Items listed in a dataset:
------------------------------
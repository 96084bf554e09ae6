//! Theme color parsing with hardcoded fallbacks.
//!
//! Theme values arrive as CSS strings (custom properties, computed styles)
//! and may be absent or malformed. Parse failures are recoverable by
//! design: callers substitute a default and keep the frame loop running.

use thiserror::Error;

#[derive(Debug, Error, PartialEq)]
pub enum ColorParseError {
    #[error("empty color string")]
    Empty,
    #[error("malformed color `{0}`")]
    Malformed(String),
}

#[derive(Clone, Copy, Debug, PartialEq)]
pub struct Rgba {
    pub r: u8,
    pub g: u8,
    pub b: u8,
    pub a: f32,
}

/// Accent used whenever a theme color fails to parse.
pub const FALLBACK_ACCENT: Rgba = Rgba {
    r: 0x60,
    g: 0xa5,
    b: 0xfa,
    a: 1.0,
};

impl Rgba {
    pub const fn opaque(r: u8, g: u8, b: u8) -> Self {
        Self { r, g, b, a: 1.0 }
    }

    pub fn with_alpha(self, a: f32) -> Self {
        Self {
            a: a.clamp(0.0, 1.0),
            ..self
        }
    }

    /// Additive lighten, clamped per channel.
    pub fn lighten(self, amount: i16) -> Self {
        let adj = |c: u8| (c as i16 + amount).clamp(0, 255) as u8;
        Self {
            r: adj(self.r),
            g: adj(self.g),
            b: adj(self.b),
            a: self.a,
        }
    }

    /// WCAG relative luminance, 0 (black) to 1 (white).
    pub fn luminance(&self) -> f32 {
        fn linear(c: u8) -> f32 {
            let v = c as f32 / 255.0;
            if v <= 0.03928 {
                v / 12.92
            } else {
                ((v + 0.055) / 1.055).powf(2.4)
            }
        }
        0.2126 * linear(self.r) + 0.7152 * linear(self.g) + 0.0722 * linear(self.b)
    }

    pub fn to_css(&self) -> String {
        format!("rgba({}, {}, {}, {})", self.r, self.g, self.b, self.a)
    }

    /// Normalized channels for GPU upload.
    pub fn to_linear_f32(&self) -> [f32; 4] {
        [
            self.r as f32 / 255.0,
            self.g as f32 / 255.0,
            self.b as f32 / 255.0,
            self.a,
        ]
    }
}

/// Parses `#rgb`, `#rrggbb`, `rgb(...)` and `rgba(...)` strings.
pub fn parse(input: &str) -> Result<Rgba, ColorParseError> {
    let s = input.trim();
    if s.is_empty() {
        return Err(ColorParseError::Empty);
    }
    if let Some(hex) = s.strip_prefix('#') {
        return parse_hex(hex).ok_or_else(|| ColorParseError::Malformed(input.to_string()));
    }
    if s.starts_with("rgb") {
        return parse_rgb_fn(s).ok_or_else(|| ColorParseError::Malformed(input.to_string()));
    }
    Err(ColorParseError::Malformed(input.to_string()))
}

/// Parse, falling back to `default` with a warning on malformed input.
/// Capability-absence (empty string) falls back silently.
pub fn parse_or(input: &str, default: Rgba) -> Rgba {
    match parse(input) {
        Ok(c) => c,
        Err(ColorParseError::Empty) => default,
        Err(err) => {
            log::warn!("color parse failed ({err}); using fallback");
            default
        }
    }
}

/// Glow intensity for a surface of luminance `l`: dark surfaces glow, light
/// ones do not.
pub fn glow_from_luminance(l: f32) -> f32 {
    ((0.6 - l) / 0.6).clamp(0.0, 1.0)
}

fn parse_hex(hex: &str) -> Option<Rgba> {
    let expand = |c: u8| (c << 4) | c;
    match hex.len() {
        3 => {
            let v = u16::from_str_radix(hex, 16).ok()?;
            Some(Rgba::opaque(
                expand(((v >> 8) & 0xf) as u8),
                expand(((v >> 4) & 0xf) as u8),
                expand((v & 0xf) as u8),
            ))
        }
        6 => {
            let v = u32::from_str_radix(hex, 16).ok()?;
            Some(Rgba::opaque(
                ((v >> 16) & 0xff) as u8,
                ((v >> 8) & 0xff) as u8,
                (v & 0xff) as u8,
            ))
        }
        _ => None,
    }
}

fn parse_rgb_fn(s: &str) -> Option<Rgba> {
    let open = s.find('(')?;
    let close = s.rfind(')')?;
    let parts: Vec<&str> = s.get(open + 1..close)?.split(',').map(str::trim).collect();
    if parts.len() != 3 && parts.len() != 4 {
        return None;
    }
    let chan = |p: &str| -> Option<u8> {
        let v: f32 = p.parse().ok()?;
        if !v.is_finite() {
            return None;
        }
        Some(v.clamp(0.0, 255.0) as u8)
    };
    let r = chan(parts[0])?;
    let g = chan(parts[1])?;
    let b = chan(parts[2])?;
    let a = if parts.len() == 4 {
        let v: f32 = parts[3].parse().ok()?;
        v.clamp(0.0, 1.0)
    } else {
        1.0
    };
    Some(Rgba { r, g, b, a })
}

#[cfg(test)]
mod tests {
    use super::*;

    #[test]
    fn parses_short_and_long_hex() {
        assert_eq!(parse("#fff").unwrap(), Rgba::opaque(255, 255, 255));
        assert_eq!(parse("#60a5fa").unwrap(), Rgba::opaque(0x60, 0xa5, 0xfa));
    }

    #[test]
    fn parses_rgb_functions() {
        assert_eq!(parse("rgb(12, 40, 120)").unwrap(), Rgba::opaque(12, 40, 120));
        let c = parse("rgba(12, 40, 120, 0.5)").unwrap();
        assert!((c.a - 0.5).abs() < 1e-6);
    }

    #[test]
    fn malformed_input_is_recoverable() {
        assert!(parse("#zzz").is_err());
        assert!(parse("hsl(10, 10%, 10%)").is_err());
        assert_eq!(parse_or("#zzz", FALLBACK_ACCENT), FALLBACK_ACCENT);
        assert_eq!(parse_or("", FALLBACK_ACCENT), FALLBACK_ACCENT);
    }

    #[test]
    fn luminance_orders_black_below_white() {
        let black = Rgba::opaque(0, 0, 0).luminance();
        let white = Rgba::opaque(255, 255, 255).luminance();
        assert!(black < 0.01);
        assert!(white > 0.99);
        assert!(glow_from_luminance(black) > glow_from_luminance(white));
    }
}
------------------------------
• Task details: What is needed is an exact transcription of every entry.

• Exercise output:
repository 96084bf554e09ae6
//! Theme color parsing with hardcoded fallbacks.
//!
//! Theme values arrive as CSS strings (custom properties, computed styles)
//! and may be absent or malformed. Parse failures are recoverable by
//! design: callers substitute a default and keep the frame loop running.

use thiserror::Error;

#[derive(Debug, Error, PartialEq)]
pub enum ColorParseError {
    #[error("empty color string")]
    Empty,
    #[error("malformed color `{0}`")]
    Malformed(String),
}

#[derive(Clone, Copy, Debug, PartialEq)]
pub struct Rgba {
    pub r: u8,
    pub g: u8,
    pub b: u8,
    pub a: f32,
}

/// Accent used whenever a theme color fails to parse.
pub const FALLBACK_ACCENT: Rgba = Rgba {
    r: 0x60,
    g: 0xa5,
    b: 0xfa,
    a: 1.0,
};

impl Rgba {
    pub const fn opaque(r: u8, g: u8, b: u8) -> Self {
        Self { r, g, b, a: 1.0 }
    }

    pub fn with_alpha(self, a: f32) -> Self {
        Self {
            a: a.clamp(0.0, 1.0),
            ..self
        }
    }

    /// Additive lighten, clamped per channel.
    pub fn lighten(self, amount: i16) -> Self {
        let adj = |c: u8| (c as i16 + amount).clamp(0, 255) as u8;
        Self {
            r: adj(self.r),
            g: adj(self.g),
            b: adj(self.b),
            a: self.a,
        }
    }

    /// WCAG relative luminance, 0 (black) to 1 (white).
    pub fn luminance(&self) -> f32 {
        fn linear(c: u8) -> f32 {
            let v = c as f32 / 255.0;
            if v <= 0.03928 {
                v / 12.92
            } else {
                ((v + 0.055) / 1.055).powf(2.4)
            }
        }
        0.2126 * linear(self.r) + 0.7152 * linear(self.g) + 0.0722 * linear(self.b)
    }

    pub fn to_css(&self) -> String {
        format!("rgba({}, {}, {}, {})", self.r, self.g, self.b, self.a)
    }

    /// Normalized channels for GPU upload.
    pub fn to_linear_f32(&self) -> [f32; 4] {
        [
            self.r as f32 / 255.0,
            self.g as f32 / 255.0,
            self.b as f32 / 255.0,
            self.a,
        ]
    }
}

/// Parses `#rgb`, `#rrggbb`, `rgb(...)` and `rgba(...)` strings.
pub fn parse(input: &str) -> Result<Rgba, ColorParseError> {
    let s = input.trim();
    if s.is_empty() {
        return Err(ColorParseError::Empty);
    }
    if let Some(hex) = s.strip_prefix('#') {
        return parse_hex(hex).ok_or_else(|| ColorParseError::Malformed(input.to_string()));
    }
    if s.starts_with("rgb") {
        return parse_rgb_fn(s).ok_or_else(|| ColorParseError::Malformed(input.to_string()));
    }
    Err(ColorParseError::Malformed(input.to_string()))
}

/// Parse, falling back to `default` with a warning on malformed input.
/// Capability-absence (empty string) falls back silently.
pub fn parse_or(input: &str, default: Rgba) -> Rgba {
    match parse(input) {
        Ok(c) => c,
        Err(ColorParseError::Empty) => default,
        Err(err) => {
            log::warn!("color parse failed ({err}); using fallback");
            default
        }
    }
}

/// Glow intensity for a surface of luminance `l`: dark surfaces glow, light
/// ones do not.
pub fn glow_from_luminance(l: f32) -> f32 {
    ((0.6 - l) / 0.6).clamp(0.0, 1.0)
}

fn parse_hex(hex: &str) -> Option<Rgba> {
    let expand = |c: u8| (c << 4) | c;
    match hex.len() {
        3 => {
            let v = u16::from_str_radix(hex, 16).ok()?;
            Some(Rgba::opaque(
                expand(((v >> 8) & 0xf) as u8),
                expand(((v >> 4) & 0xf) as u8),
                expand((v & 0xf) as u8),
            ))
        }
        6 => {
            let v = u32::from_str_radix(hex, 16).ok()?;
            Some(Rgba::opaque(
                ((v >> 16) & 0xff) as u8,
                ((v >> 8) & 0xff) as u8,
                (v & 0xff) as u8,
            ))
        }
        _ => None,
    }
}

fn parse_rgb_fn(s: &str) -> Option<Rgba> {
    let open = s.find('(')?;
    let close = s.rfind(')')?;
    let parts: Vec<&str> = s.get(open + 1..close)?.split(',').map(str::trim).collect();
    if parts.len() != 3 && parts.len() != 4 {
        return None;
    }
    let chan = |p: &str| -> Option<u8> {
        let v: f32 = p.parse().ok()?;
        if !v.is_finite() {
            return None;
        }
        Some(v.clamp(0.0, 255.0) as u8)
    };
    let r = chan(parts[0])?;
    let g = chan(parts[1])?;
    let b = chan(parts[2])?;
    let a = if parts.len() == 4 {
        let v: f32 = parts[3].parse().ok()?;
        v.clamp(0.0, 1.0)
    } else {
        1.0
    };
    Some(Rgba { r, g, b, a })
}

#[cfg(test)]
mod tests {
    use super::*;

    #[test]
    fn parses_short_and_long_hex() {
        assert_eq!(parse("#fff").unwrap(), Rgba::opaque(255, 255, 255));
        assert_eq!(parse("#60a5fa").unwrap(), Rgba::opaque(0x60, 0xa5, 0xfa));
    }

    #[test]
    fn parses_rgb_functions() {
        assert_eq!(parse("rgb(12, 40, 120)").unwrap(), Rgba::opaque(12, 40, 120));
        let c = parse("rgba(12, 40, 120, 0.5)").unwrap();
        assert!((c.a - 0.5).abs() < 1e-6);
    }

    #[test]
    fn malformed_input_is_recoverable() {
        assert!(parse("#zzz").is_err());
        assert!(parse("hsl(10, 10%, 10%)").is_err());
        assert_eq!(parse_or("#zzz", FALLBACK_ACCENT), FALLBACK_ACCENT);
        assert_eq!(parse_or("", FALLBACK_ACCENT), FALLBACK_ACCENT);
    }

    #[test]
    fn luminance_orders_black_below_white() {
        let black = Rgba::opaque(0, 0, 0).luminance();
        let white = Rgba::opaque(255, 255, 255).luminance();
        assert!(black < 0.01);
        assert!(white > 0.99);
        assert!(glow_from_luminance(black) > glow_from_luminance(white));
    }
}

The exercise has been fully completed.